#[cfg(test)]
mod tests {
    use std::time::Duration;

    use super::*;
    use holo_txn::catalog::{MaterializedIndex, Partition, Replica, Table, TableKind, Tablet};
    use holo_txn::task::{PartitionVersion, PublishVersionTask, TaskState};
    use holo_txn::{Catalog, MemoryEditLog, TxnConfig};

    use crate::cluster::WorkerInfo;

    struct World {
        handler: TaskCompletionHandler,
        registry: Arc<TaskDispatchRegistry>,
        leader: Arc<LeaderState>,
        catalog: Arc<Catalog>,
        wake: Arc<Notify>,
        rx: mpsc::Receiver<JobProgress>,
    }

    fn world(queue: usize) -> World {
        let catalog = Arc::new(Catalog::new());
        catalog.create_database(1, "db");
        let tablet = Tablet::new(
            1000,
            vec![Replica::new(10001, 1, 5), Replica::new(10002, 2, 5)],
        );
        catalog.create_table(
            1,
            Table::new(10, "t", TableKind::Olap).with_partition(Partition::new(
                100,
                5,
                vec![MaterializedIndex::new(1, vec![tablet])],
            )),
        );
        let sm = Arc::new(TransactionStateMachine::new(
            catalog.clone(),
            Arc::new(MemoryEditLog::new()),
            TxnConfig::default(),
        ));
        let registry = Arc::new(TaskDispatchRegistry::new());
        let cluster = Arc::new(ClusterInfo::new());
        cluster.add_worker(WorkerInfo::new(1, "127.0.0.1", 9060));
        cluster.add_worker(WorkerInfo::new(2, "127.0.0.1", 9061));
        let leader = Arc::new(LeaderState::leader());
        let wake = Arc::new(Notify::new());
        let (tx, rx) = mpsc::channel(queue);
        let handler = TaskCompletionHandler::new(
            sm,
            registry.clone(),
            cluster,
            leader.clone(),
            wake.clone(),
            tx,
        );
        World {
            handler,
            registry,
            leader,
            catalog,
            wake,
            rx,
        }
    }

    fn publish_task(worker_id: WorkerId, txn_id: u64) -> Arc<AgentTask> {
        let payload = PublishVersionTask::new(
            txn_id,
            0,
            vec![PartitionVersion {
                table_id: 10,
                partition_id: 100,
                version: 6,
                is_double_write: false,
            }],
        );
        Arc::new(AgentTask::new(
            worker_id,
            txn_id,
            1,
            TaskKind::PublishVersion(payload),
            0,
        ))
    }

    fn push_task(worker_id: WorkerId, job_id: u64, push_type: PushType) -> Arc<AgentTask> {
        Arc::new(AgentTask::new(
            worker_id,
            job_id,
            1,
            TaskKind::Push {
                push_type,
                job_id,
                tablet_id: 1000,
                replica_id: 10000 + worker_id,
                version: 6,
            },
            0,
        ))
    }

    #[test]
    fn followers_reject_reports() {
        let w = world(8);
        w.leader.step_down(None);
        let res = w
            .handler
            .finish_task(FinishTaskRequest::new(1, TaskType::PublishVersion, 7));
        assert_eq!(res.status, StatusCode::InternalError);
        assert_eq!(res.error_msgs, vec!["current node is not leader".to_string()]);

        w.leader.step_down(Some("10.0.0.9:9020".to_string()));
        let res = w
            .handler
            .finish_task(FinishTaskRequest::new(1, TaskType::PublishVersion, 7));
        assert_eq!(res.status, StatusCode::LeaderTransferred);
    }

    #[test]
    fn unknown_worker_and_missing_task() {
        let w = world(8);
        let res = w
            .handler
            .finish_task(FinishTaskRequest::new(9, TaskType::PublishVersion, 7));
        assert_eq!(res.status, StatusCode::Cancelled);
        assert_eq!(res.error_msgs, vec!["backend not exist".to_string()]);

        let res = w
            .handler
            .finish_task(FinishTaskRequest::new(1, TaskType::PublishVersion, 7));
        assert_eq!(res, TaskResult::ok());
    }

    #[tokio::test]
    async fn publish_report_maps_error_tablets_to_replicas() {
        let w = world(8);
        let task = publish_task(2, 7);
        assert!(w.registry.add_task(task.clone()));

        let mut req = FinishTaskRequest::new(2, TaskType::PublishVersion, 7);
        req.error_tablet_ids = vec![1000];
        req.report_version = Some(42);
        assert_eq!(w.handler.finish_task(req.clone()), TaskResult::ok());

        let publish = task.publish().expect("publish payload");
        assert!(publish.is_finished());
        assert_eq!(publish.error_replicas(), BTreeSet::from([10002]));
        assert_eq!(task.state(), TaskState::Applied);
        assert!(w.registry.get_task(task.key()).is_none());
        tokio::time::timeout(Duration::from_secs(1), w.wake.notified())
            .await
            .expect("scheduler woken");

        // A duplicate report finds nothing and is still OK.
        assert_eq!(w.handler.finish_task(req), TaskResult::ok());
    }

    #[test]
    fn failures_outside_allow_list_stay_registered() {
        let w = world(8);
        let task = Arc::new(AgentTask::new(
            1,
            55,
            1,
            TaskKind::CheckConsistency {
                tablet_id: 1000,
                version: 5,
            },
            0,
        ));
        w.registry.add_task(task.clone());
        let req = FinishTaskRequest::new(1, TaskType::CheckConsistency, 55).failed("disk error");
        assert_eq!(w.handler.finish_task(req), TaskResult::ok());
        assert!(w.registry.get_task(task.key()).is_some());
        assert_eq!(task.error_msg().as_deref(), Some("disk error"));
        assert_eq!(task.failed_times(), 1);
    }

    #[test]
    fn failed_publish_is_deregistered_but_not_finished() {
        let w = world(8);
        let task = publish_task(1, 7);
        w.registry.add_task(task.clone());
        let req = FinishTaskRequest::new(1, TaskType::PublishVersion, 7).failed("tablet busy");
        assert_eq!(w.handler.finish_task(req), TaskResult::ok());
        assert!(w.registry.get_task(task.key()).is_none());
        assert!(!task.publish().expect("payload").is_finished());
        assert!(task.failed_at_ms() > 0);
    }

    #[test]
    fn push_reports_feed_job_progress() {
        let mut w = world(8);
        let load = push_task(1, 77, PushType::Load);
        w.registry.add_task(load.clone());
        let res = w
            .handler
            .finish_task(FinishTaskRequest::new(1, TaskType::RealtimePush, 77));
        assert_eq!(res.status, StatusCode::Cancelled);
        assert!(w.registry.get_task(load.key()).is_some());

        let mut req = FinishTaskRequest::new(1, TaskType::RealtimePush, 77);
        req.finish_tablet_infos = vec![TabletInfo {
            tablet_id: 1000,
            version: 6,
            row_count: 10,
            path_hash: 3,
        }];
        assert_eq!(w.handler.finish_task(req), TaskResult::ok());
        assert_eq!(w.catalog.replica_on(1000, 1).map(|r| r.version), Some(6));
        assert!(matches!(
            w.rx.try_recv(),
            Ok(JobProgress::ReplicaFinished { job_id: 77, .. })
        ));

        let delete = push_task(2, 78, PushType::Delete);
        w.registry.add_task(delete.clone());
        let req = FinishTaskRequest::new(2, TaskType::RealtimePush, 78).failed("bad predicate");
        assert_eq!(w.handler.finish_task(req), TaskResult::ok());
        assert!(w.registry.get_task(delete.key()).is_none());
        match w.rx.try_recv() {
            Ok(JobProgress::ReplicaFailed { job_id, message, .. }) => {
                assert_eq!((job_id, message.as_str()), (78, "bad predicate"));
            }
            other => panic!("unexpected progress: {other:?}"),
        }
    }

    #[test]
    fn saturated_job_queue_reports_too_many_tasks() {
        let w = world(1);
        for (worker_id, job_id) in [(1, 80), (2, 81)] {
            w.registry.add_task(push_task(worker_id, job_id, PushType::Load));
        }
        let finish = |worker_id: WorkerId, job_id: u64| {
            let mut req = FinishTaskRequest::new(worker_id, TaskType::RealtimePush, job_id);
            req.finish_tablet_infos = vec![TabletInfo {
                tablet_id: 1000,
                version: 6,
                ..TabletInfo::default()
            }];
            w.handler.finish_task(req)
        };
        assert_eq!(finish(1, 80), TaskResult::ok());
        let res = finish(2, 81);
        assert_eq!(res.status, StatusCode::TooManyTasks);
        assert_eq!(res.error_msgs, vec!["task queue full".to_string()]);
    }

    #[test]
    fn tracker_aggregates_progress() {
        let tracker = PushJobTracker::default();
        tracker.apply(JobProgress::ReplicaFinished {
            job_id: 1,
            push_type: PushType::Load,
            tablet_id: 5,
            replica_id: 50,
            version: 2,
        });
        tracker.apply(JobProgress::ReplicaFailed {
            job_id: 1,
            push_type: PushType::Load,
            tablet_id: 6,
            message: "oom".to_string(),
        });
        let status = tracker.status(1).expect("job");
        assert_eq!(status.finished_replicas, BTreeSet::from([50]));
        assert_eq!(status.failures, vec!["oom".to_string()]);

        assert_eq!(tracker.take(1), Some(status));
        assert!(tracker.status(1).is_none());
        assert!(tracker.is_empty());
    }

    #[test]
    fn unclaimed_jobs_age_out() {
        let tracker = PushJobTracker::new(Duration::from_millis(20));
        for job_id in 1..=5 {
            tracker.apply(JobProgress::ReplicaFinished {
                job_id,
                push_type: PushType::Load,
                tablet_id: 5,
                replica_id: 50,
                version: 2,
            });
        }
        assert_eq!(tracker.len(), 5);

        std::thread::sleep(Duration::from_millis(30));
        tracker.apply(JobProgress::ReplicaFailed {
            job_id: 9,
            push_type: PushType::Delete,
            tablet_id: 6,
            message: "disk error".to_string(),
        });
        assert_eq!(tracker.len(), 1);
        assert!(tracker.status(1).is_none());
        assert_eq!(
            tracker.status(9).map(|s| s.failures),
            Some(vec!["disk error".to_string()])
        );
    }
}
::::::
Required action => Tally the lines of the records that contain the word "TaskCompletionHandler", then give only the tally.

Problem solution => 2